- Coat of arms
- Coordinates (Czerniejewo): 52°26′N 17°29′E﻿ / ﻿52.433°N 17.483°E
- Country: Poland
- Voivodeship: Greater Poland
- County: Gniezno
- Seat: Czerniejewo

Area
- • Total: 112.01 km^{2} (43.25 sq mi)

Population (2006)
- • Total: 6,913
- • Density: 62/km^{2} (160/sq mi)
- • Urban: 2,556
- • Rural: 4,357
- Website: http://www.czerniejewo.com.pl

= Gmina Czerniejewo =

Gmina Czerniejewo is an urban-rural gmina (administrative district) in Gniezno County, Greater Poland Voivodeship, in west-central Poland. Its seat is the town of Czerniejewo, which lies approximately 14 km south-west of Gniezno and 39 km east of the regional capital Poznań.

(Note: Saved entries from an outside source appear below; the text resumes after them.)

//! Typed protocol-level faults.
//!
//! A [`ProtocolFault`] is a failure a test deliberately injects into a
//! behavior double and expects to reach the caller across the wire boundary
//! with its type intact. The invocation proxy recognizes this one type and
//! passes it through unchanged; every other failure is wrapped. Rendering a
//! fault into a wire payload is the hosting framework's job, not ours.

use std::fmt;

use thiserror::Error;

/// Which side of the exchange a fault blames.
#[derive(Debug, Clone, Copy, PartialEq, Eq)]
pub enum FaultCode {
    /// The request was at fault.
    Sender,
    /// The service failed to process a valid request.
    Receiver,
}

impl fmt::Display for FaultCode {
    fn fmt(&self, f: &mut fmt::Formatter<'_>) -> fmt::Result {
        match self {
            Self::Sender => write!(f, "sender"),
            Self::Receiver => write!(f, "receiver"),
        }
    }
}

/// A recognized, typed failure meant for delivery to the remote caller.
///
/// # Examples
///
/// ```
/// use portside::fault::{FaultCode, ProtocolFault};
///
/// let fault = ProtocolFault::receiver("boom").with_detail("<detail/>");
/// assert_eq!(fault.code(), FaultCode::Receiver);
/// assert_eq!(fault.detail(), Some("<detail/>"));
/// ```
#[derive(Debug, Clone, PartialEq, Eq, Error)]
#[error("{code} fault: {message}")]
pub struct ProtocolFault {
    code: FaultCode,
    message: String,
    detail: Option<String>,
}

impl ProtocolFault {
    /// Creates a fault blaming the request.
    #[must_use]
    pub fn sender(message: impl Into<String>) -> Self {
        Self {
            code: FaultCode::Sender,
            message: message.into(),
            detail: None,
        }
    }

    /// Creates a fault blaming the service.
    #[must_use]
    pub fn receiver(message: impl Into<String>) -> Self {
        Self {
            code: FaultCode::Receiver,
            message: message.into(),
            detail: None,
        }
    }

    /// Attaches a pre-rendered detail payload.
    #[must_use]
    pub fn with_detail(mut self, detail: impl Into<String>) -> Self {
        self.detail = Some(detail.into());
        self
    }

    /// The fault code.
    #[must_use]
    pub fn code(&self) -> FaultCode {
        self.code
    }

    /// The fault message.
    #[must_use]
    pub fn message(&self) -> &str {
        &self.message
    }

    /// The detail payload, if any.
    #[must_use]
    pub fn detail(&self) -> Option<&str> {
        self.detail.as_deref()
    }
}

#[cfg(test)]
mod tests {
    use super::*;

    #[test]
    fn test_fault_constructors() {
        let fault = ProtocolFault::sender("bad request");
        assert_eq!(fault.code(), FaultCode::Sender);
        assert_eq!(fault.message(), "bad request");
        assert_eq!(fault.detail(), None);

        let fault = ProtocolFault::receiver("oops");
        assert_eq!(fault.code(), FaultCode::Receiver);
    }

    #[test]
    fn test_fault_detail() {
        let fault = ProtocolFault::receiver("oops").with_detail("<cause/>");
        assert_eq!(fault.detail(), Some("<cause/>"));
    }

    #[test]
    fn test_fault_display() {
        let fault = ProtocolFault::receiver("service exploded");
        let display = format!("{fault}");
        assert!(display.contains("receiver"));
        assert!(display.contains("service exploded"));
    }

    #[test]
    fn test_fault_equality_survives_round_trip() {
        let fault = ProtocolFault::sender("x").with_detail("d");
        assert_eq!(fault.clone(), fault);
    }
}
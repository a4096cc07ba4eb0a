//! Property-based tests for `Port` and `PortRange`.

use proptest::prelude::*;

use super::{Port, PortRange};

proptest! {
    #![proptest_config(ProptestConfig {
        cases: 2000,
        .. ProptestConfig::default()
    })]

    #[test]
    fn nonzero_ports_are_valid(value in 1u16..=65535) {
        let port = Port::try_from(value);
        prop_assert!(port.is_ok());
        prop_assert_eq!(port.unwrap().value(), value);
    }

    #[test]
    fn range_len_matches_bounds(min in 1u16..=60000, span in 0u16..=5000) {
        let max = min.saturating_add(span);
        let range = PortRange::from_bounds(min, max).unwrap();
        prop_assert_eq!(u32::from(range.len()), u32::from(max - min) + 1);
    }

    #[test]
    fn cycle_is_a_permutation(min in 1u16..=60000, span in 0u16..=500, offset in 0u16..=2000) {
        let max = min.saturating_add(span);
        let range = PortRange::from_bounds(min, max).unwrap();

        let mut visited: Vec<u16> = range.cycle_from(offset).map(Port::value).collect();
        visited.sort_unstable();
        visited.dedup();

        // Every port of the range, each exactly once.
        prop_assert_eq!(visited.len(), usize::from(range.len()));
        prop_assert!(range.cycle_from(offset).all(|p| range.contains(p)));
    }

    #[test]
    fn cycle_starts_at_offset(min in 1u16..=60000, span in 0u16..=500, offset in 0u16..=500) {
        let max = min.saturating_add(span);
        let range = PortRange::from_bounds(min, max).unwrap();

        let first = range.cycle_from(offset).next().unwrap();
        let expected =
            u32::from(min) + (u32::from(offset) % u32::from(range.len()));
        prop_assert_eq!(u32::from(first.value()), expected);
    }
}
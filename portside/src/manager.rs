//! Named port reservation with retry against allocation races.
//!
//! [`PortReservationManager`] owns a fixed set of named slots and a port
//! range. Starting the manager reserves one free port per slot by scanning
//! the range in cyclic order from a random offset: each candidate is
//! bind-probed first, then handed to the caller-supplied resource-creation
//! callback. The probe is advisory — another process can grab the port in
//! between — so a creation failure just advances the scan to the next
//! candidate. Reserved ports are published under their slot names as
//! process-wide configuration until released.

use std::collections::BTreeMap;
use std::fmt;

use log::debug;
use rand::Rng;

use crate::error::{Error, Result};
use crate::probe::{PortProbe, TcpProbe};
use crate::publish::{EnvPublisher, PortPublisher};
use crate::{Port, PortRange};

/// Error type produced by a resource-creation callback.
///
/// Anything the callback can fail with; every failure is treated as "this
/// candidate is gone, try the next one".
pub type ResourceError = Box<dyn std::error::Error + Send + Sync>;

/// Callback that turns a candidate port into a live resource.
pub type CreateResource<T> = Box<dyn FnMut(Port) -> std::result::Result<T, ResourceError>>;

/// Callback that releases a resource. Once it returns, the port it was
/// bound to is assumed free for reuse.
pub type ReleaseResource<T> = Box<dyn FnMut(T)>;

/// A named reservation request tracked by the manager.
///
/// A slot's name never changes; its `(port, resource)` pair is bound and
/// cleared together, so a slot either holds both or neither.
pub struct PortSlot<T> {
    name: String,
    reservation: Option<(Port, T)>,
}

impl<T> PortSlot<T> {
    fn new(name: String) -> Self {
        Self {
            name,
            reservation: None,
        }
    }

    /// The slot's name, used as the externally visible configuration key.
    #[must_use]
    pub fn name(&self) -> &str {
        &self.name
    }

    /// The currently reserved port, if any.
    #[must_use]
    pub fn port(&self) -> Option<Port> {
        self.reservation.as_ref().map(|(port, _)| *port)
    }

    /// Returns `true` if the slot currently holds a reservation.
    #[must_use]
    pub fn is_reserved(&self) -> bool {
        self.reservation.is_some()
    }
}

impl<T> fmt::Debug for PortSlot<T> {
    fn fmt(&self, f: &mut fmt::Formatter<'_>) -> fmt::Result {
        f.debug_struct("PortSlot")
            .field("name", &self.name)
            .field("port", &self.port())
            .finish()
    }
}

/// Allocates, tracks, and releases TCP ports for a fixed set of named
/// slots, retrying transient allocation races.
///
/// The manager is generic over the resource type `T` and over how a
/// candidate port becomes a live resource: both strategies are supplied as
/// function values at construction. The default probe bind-tests real
/// localhost ports and the default publisher writes real environment
/// variables; tests swap in [`MockProbe`](crate::probe::MockProbe) and
/// [`MemoryPublisher`](crate::publish::MemoryPublisher).
///
/// # Examples
///
/// ```
/// use portside::manager::PortReservationManager;
/// use portside::publish::MemoryPublisher;
/// use portside::PortRange;
///
/// let range = PortRange::from_bounds(41000, 41010).unwrap();
/// let mut manager = PortReservationManager::new(
///     range,
///     Box::new(|port| {
///         std::net::TcpListener::bind(("127.0.0.1", port.value()))
///             .map_err(Into::into)
///     }),
///     Box::new(drop),
/// )
/// .with_publisher(Box::new(MemoryPublisher::default()));
///
/// manager.add(["myPort"]).unwrap();
/// manager.start().unwrap();
/// assert!(manager.port("myPort").unwrap().is_some());
/// manager.stop();
/// ```
pub struct PortReservationManager<T> {
    range: PortRange,
    slots: Vec<PortSlot<T>>,
    probe: Box<dyn PortProbe>,
    publisher: Box<dyn PortPublisher>,
    create: CreateResource<T>,
    release: ReleaseResource<T>,
}

impl<T> PortReservationManager<T> {
    /// Creates a manager over `range` with the given resource callbacks,
    /// the real TCP probe, and the environment-variable publisher.
    #[must_use]
    pub fn new(range: PortRange, create: CreateResource<T>, release: ReleaseResource<T>) -> Self {
        Self {
            range,
            slots: Vec::new(),
            probe: Box::new(TcpProbe),
            publisher: Box::new(EnvPublisher),
            create,
            release,
        }
    }

    /// Replaces the availability probe.
    #[must_use]
    pub fn with_probe(mut self, probe: Box<dyn PortProbe>) -> Self {
        self.probe = probe;
        self
    }

    /// Replaces the configuration publisher.
    #[must_use]
    pub fn with_publisher(mut self, publisher: Box<dyn PortPublisher>) -> Self {
        self.publisher = publisher;
        self
    }

    /// The configured candidate range.
    #[must_use]
    pub fn range(&self) -> PortRange {
        self.range
    }

    /// Registers named slots to reserve.
    ///
    /// Registration itself touches no network resource; ports are bound by
    /// [`start`](Self::start). Slots reserve in registration order.
    ///
    /// # Errors
    ///
    /// Returns [`Error::Capacity`] if the total number of registered names
    /// would exceed the number of candidate ports in the range, and
    /// [`Error::Validation`] if a name is already registered (slot names
    /// are unique within a manager).
    pub fn add<I, S>(&mut self, names: I) -> Result<()>
    where
        I: IntoIterator<Item = S>,
        S: Into<String>,
    {
        let names: Vec<String> = names.into_iter().map(Into::into).collect();

        let capacity = usize::from(self.range.len());
        let total = self.slots.len() + names.len();
        if total > capacity {
            return Err(Error::Capacity {
                requested: total,
                capacity,
                range: self.range,
            });
        }

        for (i, name) in names.iter().enumerate() {
            let clashes_existing = self.slots.iter().any(|slot| slot.name == *name);
            let clashes_batch = names[..i].contains(name);
            if clashes_existing || clashes_batch {
                return Err(Error::Validation {
                    field: "name".into(),
                    message: format!("slot '{name}' is already registered"),
                });
            }
        }

        self.slots.extend(names.into_iter().map(PortSlot::new));
        Ok(())
    }

    /// Reserves every registered, currently-unreserved slot, in
    /// registration order.
    ///
    /// For each slot the range is scanned once, in cyclic order from a
    /// uniformly random offset. A candidate must pass the bind probe and
    /// then survive the creation callback; a callback failure (including
    /// the port being taken by another process between probe and creation)
    /// advances the scan. This two-phase check is inherently racy and is
    /// kept correct by retrying, not by locking — no lock would bind
    /// unrelated processes anyway.
    ///
    /// # Errors
    ///
    /// Returns [`Error::PortExhausted`] naming the slot if a full scan of
    /// the range produces no reservation. Slots reserved earlier in the
    /// same call keep their reservations; release them with
    /// [`stop`](Self::stop).
    pub fn start(&mut self) -> Result<()> {
        for idx in 0..self.slots.len() {
            if self.slots[idx].is_reserved() {
                continue;
            }
            self.reserve_slot(idx)?;
        }
        Ok(())
    }

    fn reserve_slot(&mut self, idx: usize) -> Result<()> {
        let offset = rand::thread_rng().gen_range(0..self.range.len());

        for candidate in self.range.cycle_from(offset) {
            if !self.probe.is_free(candidate) {
                continue;
            }
            // The port may be taken between the probe and this call.
            match (self.create)(candidate) {
                Ok(resource) => {
                    let slot = &mut self.slots[idx];
                    slot.reservation = Some((candidate, resource));
                    self.publisher.publish(&slot.name, candidate);
                    debug!("reserved port {candidate} for slot '{}'", slot.name);
                    return Ok(());
                }
                Err(err) => {
                    debug!("candidate port {candidate} lost after probe: {err}");
                }
            }
        }

        Err(Error::PortExhausted {
            slot: self.slots[idx].name.clone(),
            range: self.range,
        })
    }

    /// Releases every currently-reserved slot: the release callback runs
    /// with the slot's resource, the published configuration entry is
    /// cleared, and the slot returns to the unreserved state.
    ///
    /// Idempotent — releasing an already-unreserved slot is a no-op, and a
    /// stopped manager can be started again.
    pub fn stop(&mut self) {
        for slot in &mut self.slots {
            if let Some((port, resource)) = slot.reservation.take() {
                (self.release)(resource);
                self.publisher.clear(&slot.name);
                debug!("released port {port} for slot '{}'", slot.name);
            }
        }
    }

    /// Returns the reserved port for `name`, or `None` if the slot is
    /// registered but currently unreserved.
    ///
    /// # Errors
    ///
    /// Returns [`Error::SlotNotFound`] if `name` was never registered —
    /// distinct from "registered but unreserved".
    pub fn port(&self, name: &str) -> Result<Option<Port>> {
        self.slots
            .iter()
            .find(|slot| slot.name == name)
            .map(PortSlot::port)
            .ok_or_else(|| Error::SlotNotFound {
                name: name.to_string(),
            })
    }

    /// Returns every registered name mapped to its current port (`None` if
    /// unreserved).
    #[must_use]
    pub fn ports(&self) -> BTreeMap<String, Option<Port>> {
        self.slots
            .iter()
            .map(|slot| (slot.name.clone(), slot.port()))
            .collect()
    }

    /// Returns the resource bound to a currently-reserved port, if any.
    #[must_use]
    pub fn data(&self, port: Port) -> Option<&T> {
        self.slots.iter().find_map(|slot| match &slot.reservation {
            Some((reserved, resource)) if *reserved == port => Some(resource),
            _ => None,
        })
    }

    /// Registered slot names, in registration order.
    pub fn names(&self) -> impl Iterator<Item = &str> {
        self.slots.iter().map(PortSlot::name)
    }
}

impl<T> fmt::Debug for PortReservationManager<T> {
    fn fmt(&self, f: &mut fmt::Formatter<'_>) -> fmt::Result {
        f.debug_struct("PortReservationManager")
            .field("range", &self.range)
            .field("slots", &self.slots)
            .finish_non_exhaustive()
    }
}

#[cfg(test)]
mod proptests;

The gmina covers an area of 112.01 km2, and as of 2006 its total population is 6,913 (out of which the population of Czerniejewo amounts to 2,556, and the population of the rural part of the gmina is 4,357).

==Villages==
Apart from the town of Czerniejewo, Gmina Czerniejewo contains the villages and settlements of Czeluścin, Gębarzewko, Gębarzewo, Golimowo, Goraniec, Goranin, Graby, Kąpiel, Kosmowo, Kosowo, Nidom, Pakszyn, Pakszynek, Pawłowo, Rakowo, Szczytniki Czerniejewskie and Żydowo.

==Neighbouring gminas==
Gmina Czerniejewo is bordered by the town of Gniezno and by the gminas of Gniezno, Łubowo, Nekla, Niechanowo, Pobiedziska and Września.